你还会看到微软,它们正在研究人工智能芯片,以及正在研制无人机的亚马逊剑桥研究中心。
在亚马逊对面就是软银旗下的 ARM,它向全世界的移动设备输出芯片架构。在不远处,三星集团正计划建立一个拥有 150 名研究员的的 AI 实验室。
当然,最出名的当属 DeepMind,从剑桥出发乘坐 45 分钟的火车之后,你会在伦敦市区看到它。它是世界上最领先的 AI 实验室之一,在 2014 年被谷歌收购,随后开发出了打败人类棋手的 AlphaGo。
事实上,剑桥已经拥有了超过 4500 家高科技公司,雇佣了近 75000 人。人们甚至给上述区域取了一个类似硅谷的名字,硅芬。想到美国硅谷里的 1 万多家科技公司,既然互联网成就了硅谷,那人工智能会不会成就伦敦呢?
早在几十年前,来自英国的计算机科学之父,人工智能先驱艾伦 · 图灵就把英国和人工智能牢牢绑在了一起。他提出了著名的「图灵测试」,用来判定机器是否具有智能,为现代计算机的逻辑工作方式奠定了基础。
艾伦 · 图灵
80 年代,出身于英国的「AI 巫师」杰弗里 · 辛顿提出了反向传播算法,证明了神经网络的价值,间接开启了现在的人工智能「二次复兴」。

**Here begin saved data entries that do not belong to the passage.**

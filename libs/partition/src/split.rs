//! Choosing where a joining instance cuts into the key space.

use crate::error::{PartitionError, PartitionResult};
use crate::range::{KeyRange, KEY_MIN};
use crate::slot::InstanceSlot;

/// The outcome of [`split_point`]: which slot is split and the joiner's key.
#[derive(Debug, Clone, Copy, PartialEq, Eq)]
pub struct Split {
    pub index: usize,
    pub key: i64,
}

/// Pick the slot a joiner should split.
///
/// Precedence: largest size (sizes within 1 of the maximum count as equal),
/// then larger `workload_num`, then lowest index.
pub fn choose_split_index(slots: &[InstanceSlot]) -> Option<usize> {
    let max_size = slots.iter().map(|s| s.range().size()).max()?;

    let mut best: Option<usize> = None;
    for (idx, slot) in slots.iter().enumerate() {
        if slot.range().size().abs_diff(max_size) > 1 {
            continue;
        }
        match best {
            Some(b) if slots[b].workload_num >= slot.workload_num => {}
            _ => best = Some(idx),
        }
    }
    best
}

/// Compute the key that cuts `range` in two.
///
/// The left half is never smaller than the right one: interior and top
/// ranges round the midpoint up, the first range already counts key `0`.
pub fn split_key(range: KeyRange) -> PartitionResult<i64> {
    let span = range.upper - range.lower;
    if span <= 1 {
        return Err(PartitionError::NoSpaceToSplit {
            lower: range.lower,
            upper: range.upper,
        });
    }

    let space = if range.lower != KEY_MIN { span + 1 } else { span };
    Ok(range.lower + space / 2)
}

/// Choose the range to split in a sorted, assigned roster and the new key.
pub fn split_point(slots: &[InstanceSlot]) -> PartitionResult<Split> {
    let index = choose_split_index(slots).ok_or(PartitionError::EmptyRoster)?;
    let key = split_key(slots[index].range())?;
    Ok(Split { index, key })
}

#[cfg(test)]
mod tests {
    use super::*;
    use crate::range::KEY_MAX;
    use crate::slot::sort_and_assign;

    fn roster(entries: &[(i64, i32)]) -> Vec<InstanceSlot> {
        let mut slots: Vec<_> = entries
            .iter()
            .enumerate()
            .map(|(i, (k, w))| InstanceSlot::new(format!("i{i}"), *k, *w, false))
            .collect();
        sort_and_assign(&mut slots);
        slots
    }

    #[test]
    fn test_split_solo_instance() {
        let split = split_point(&roster(&[(KEY_MAX, 0)])).unwrap();
        assert_eq!(split.index, 0);
        assert_eq!(split.key, (1i64 << 62) - 1);
    }

    #[test]
    fn test_split_picks_larger_top_range() {
        let split = split_point(&roster(&[(10_000, 0), (KEY_MAX, 0)])).unwrap();
        assert_eq!(split.index, 1);
        assert_eq!(split.key, 10_000 + (KEY_MAX - 10_000 + 1) / 2);
    }

    #[test]
    fn test_split_ties_broken_by_workload() {
        // [0,9] and (9,19] both hold 10 keys
        let split = split_point(&roster(&[(9, 1), (19, 7), (29, 3), (KEY_MAX, 0)]));
        // top range is far larger regardless of workload
        assert_eq!(split.unwrap().index, 3);

        let split = split_point(&roster(&[(9, 1), (19, 7), (29, 3)])).unwrap();
        assert_eq!(split.index, 1);
        assert_eq!(split.key, 14);
    }

    #[test]
    fn test_split_sizes_within_one_are_equal() {
        // sizes 11 and 10: treated as equal, workload decides
        let split = split_point(&roster(&[(10, 0), (20, 5)])).unwrap();
        assert_eq!(split.index, 1);
    }

    #[test]
    fn test_split_final_tie_is_leftmost() {
        let split = split_point(&roster(&[(9, 2), (19, 2), (29, 2)])).unwrap();
        assert_eq!(split.index, 0);
        assert_eq!(split.key, 4);
    }

    #[test]
    fn test_split_odd_interior_range_favours_left() {
        // (10, 13]: keys 11,12,13 -> left (10,12], right (12,13]
        assert_eq!(split_key(KeyRange::new(10, 13)).unwrap(), 12);
        // [0, 3]: keys 0..=3 -> left [0,1], right (1,3]
        assert_eq!(split_key(KeyRange::new(0, 3)).unwrap(), 1);
    }

    #[test]
    fn test_no_space_to_split() {
        assert_eq!(
            split_key(KeyRange::new(10, 11)),
            Err(PartitionError::NoSpaceToSplit {
                lower: 10,
                upper: 11
            })
        );
        assert!(split_key(KeyRange::new(0, 1)).is_err());
        assert!(split_key(KeyRange::new(10, 12)).is_ok());
    }

    #[test]
    fn test_empty_roster() {
        assert_eq!(split_point(&[]), Err(PartitionError::EmptyRoster));
    }
}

如今,英国人仍然没有忘记这门「老手艺」,长期领先的人工智能学术研究让提供了源源不断的 AI 人才。
比如 VocalIQ,Evi(被亚马逊以 2600 万美元收购的语音识别软件)和 Darktrace(估值达 8.5 亿美元的网络安全公司)等英国明星 AI 公司,从创始人到投资人,都与剑桥当地的剑桥大学计算机学院密切相关。另外,在图灵研究所和 EPSRC 人工智能研究所周围则围绕着全英最好的五所大学,剑桥大学、爱丁堡大学、牛津大学、伦敦大学学院和华威大学。这种学术为先,高校为源的氛围赋予了英国得天独厚的 AI 创业优势。
与当年的斯坦福加硅谷的组合何其相似?
因此,在今天,英国每周都会诞生一家新的 AI 创业公司。
但是,受限于本土市场的规模和 AI 技术商业化的瓶颈,尚无巨头出现,它们中的大多数 AI 公司都是 2B 企业,为英国的传统产业进行升级,提供人力资源、营销和金融等垂直领域的服务。
即便如此,英国 AI 产业产学研结合的模式也为其他国家发展人工智能提供了一个很好的典范。